#### Task to complete:
The answer must be every line of the records below that contains the word "else".

[Stored items]
────────────────────────────────────────

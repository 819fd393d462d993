use std::fmt;

use serde::{Deserialize, Serialize};
use serde_json::Value;
use tracing::debug;

use crate::browser::driver::Driver;
use crate::component::kind::KindState;
use crate::component::registry::KindRegistry;
use crate::error::DriverError;
use crate::page::element::{Candidate, RawElement};
use crate::page::normalize::label_for;

// ============================================================================
// State descriptor
// ============================================================================

/// Normalized, immutable snapshot of a candidate's semantic state.
///
/// The shared fields are always populated. Kind-specific fields live in
/// `state` and stay `None` when the kind is unknown or does not model them.
#[derive(Debug, Clone, PartialEq, Serialize, Deserialize)]
pub struct StateDescriptor {
    /// Kind whose extractor produced `state`; `None` for unrecognized kinds.
    pub kind: Option<String>,
    pub disabled: bool,
    pub loading: bool,
    pub visible: bool,
    pub attached: bool,
    pub label: String,
    #[serde(default, skip_serializing_if = "Option::is_none")]
    pub marker: Option<String>,
    #[serde(flatten)]
    pub state: KindState,
}

/// Why a candidate cannot be acted on right now.
#[derive(Debug, Clone, Copy, PartialEq, Eq, Serialize, Deserialize)]
#[serde(rename_all = "snake_case")]
pub enum Blocker {
    Detached,
    Hidden,
    Disabled,
    Loading,
}

impl fmt::Display for Blocker {
    fn fmt(&self, f: &mut fmt::Formatter<'_>) -> fmt::Result {
        let s = match self {
            Blocker::Detached => "detached from the page",
            Blocker::Hidden => "hidden",
            Blocker::Disabled => "disabled",
            Blocker::Loading => "loading",
        };
        f.write_str(s)
    }
}

impl StateDescriptor {
    /// Attached, visible, enabled and not loading.
    pub fn interactable(&self) -> bool {
        self.blocker().is_none()
    }

    /// First unmet precondition, checked in the order an action needs them.
    pub fn blocker(&self) -> Option<Blocker> {
        if !self.attached {
            Some(Blocker::Detached)
        } else if !self.visible {
            Some(Blocker::Hidden)
        } else if self.disabled {
            Some(Blocker::Disabled)
        } else if self.loading {
            Some(Blocker::Loading)
        } else {
            None
        }
    }

    pub fn checked(&self) -> Option<bool> {
        self.state.checked
    }
}

// ============================================================================
// Property identifier
// ============================================================================

/// Disabled through the attribute, ARIA, or a `*-disabled` class token.
fn shared_disabled(el: &RawElement) -> bool {
    el.has_attribute("disabled")
        || el.aria_flag("disabled") == Some(true)
        || el.has_class("disabled")
        || el.has_class_suffix("-disabled")
}

/// Busy through ARIA, or a `*-loading` class token.
fn shared_loading(el: &RawElement) -> bool {
    el.aria_flag("busy") == Some(true) || el.has_class("loading") || el.has_class_suffix("-loading")
}

/// Describe a raw element as an instance of `kind`.
///
/// Shared extraction always runs; the kind's extractor is merged on top
/// when the registry knows `kind`.
pub fn describe_raw(raw: &RawElement, kind: &str, registry: &KindRegistry) -> StateDescriptor {
    let descriptor = registry.get(kind);

    let state = match descriptor {
        Some(d) => {
            let mut state = (d.extract)(raw);
            if let Some(variant) = raw.attribute(d.variant_attribute) {
                state.variant = Some(variant.trim().to_string());
            }
            state
        }
        None => KindState::default(),
    };

    StateDescriptor {
        kind: descriptor.map(|d| d.name.to_string()),
        disabled: shared_disabled(raw),
        loading: shared_loading(raw),
        visible: raw.is_rendered(),
        attached: raw.attached,
        label: label_for(raw),
        marker: raw.marker.clone(),
        state,
    }
}

/// Describe a candidate from its discovery snapshot, without touching the
/// live page.
pub fn describe(candidate: &Candidate, kind: &str, registry: &KindRegistry) -> StateDescriptor {
    describe_raw(&candidate.raw, kind, registry)
}

/// Describe a candidate against the live page.
///
/// Re-reads the element through the driver and, when the kind declares a
/// live probe, runs it and merges its result. An element the driver no
/// longer finds is described from its last snapshot as detached.
pub fn describe_live<D: Driver + ?Sized>(
    driver: &mut D,
    candidate: &Candidate,
    kind: &str,
    registry: &KindRegistry,
) -> Result<StateDescriptor, DriverError> {
    let Some(mut raw) = driver.refresh(candidate.handle())? else {
        debug!(handle = %candidate.handle(), "element no longer attached");
        let mut raw = candidate.raw.clone();
        raw.attached = false;
        return Ok(describe_raw(&raw, kind, registry));
    };

    if let Some(probe) = registry.get(kind).and_then(|d| d.live_probe) {
        match driver.execute_script(probe, Some(candidate.handle()))? {
            Value::Object(map) => raw.properties.extend(map),
            Value::Null => {}
            other => {
                debug!(handle = %candidate.handle(), result = %other, "live probe returned a non-object");
            }
        }
    }

    Ok(describe_raw(&raw, kind, registry))
}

────────────────────────────────────────

#### Exercise output:
        } else if !self.visible {
        } else if self.disabled {
        } else if self.loading {
        } else {
    let Some(mut raw) = driver.refresh(candidate.handle())? else {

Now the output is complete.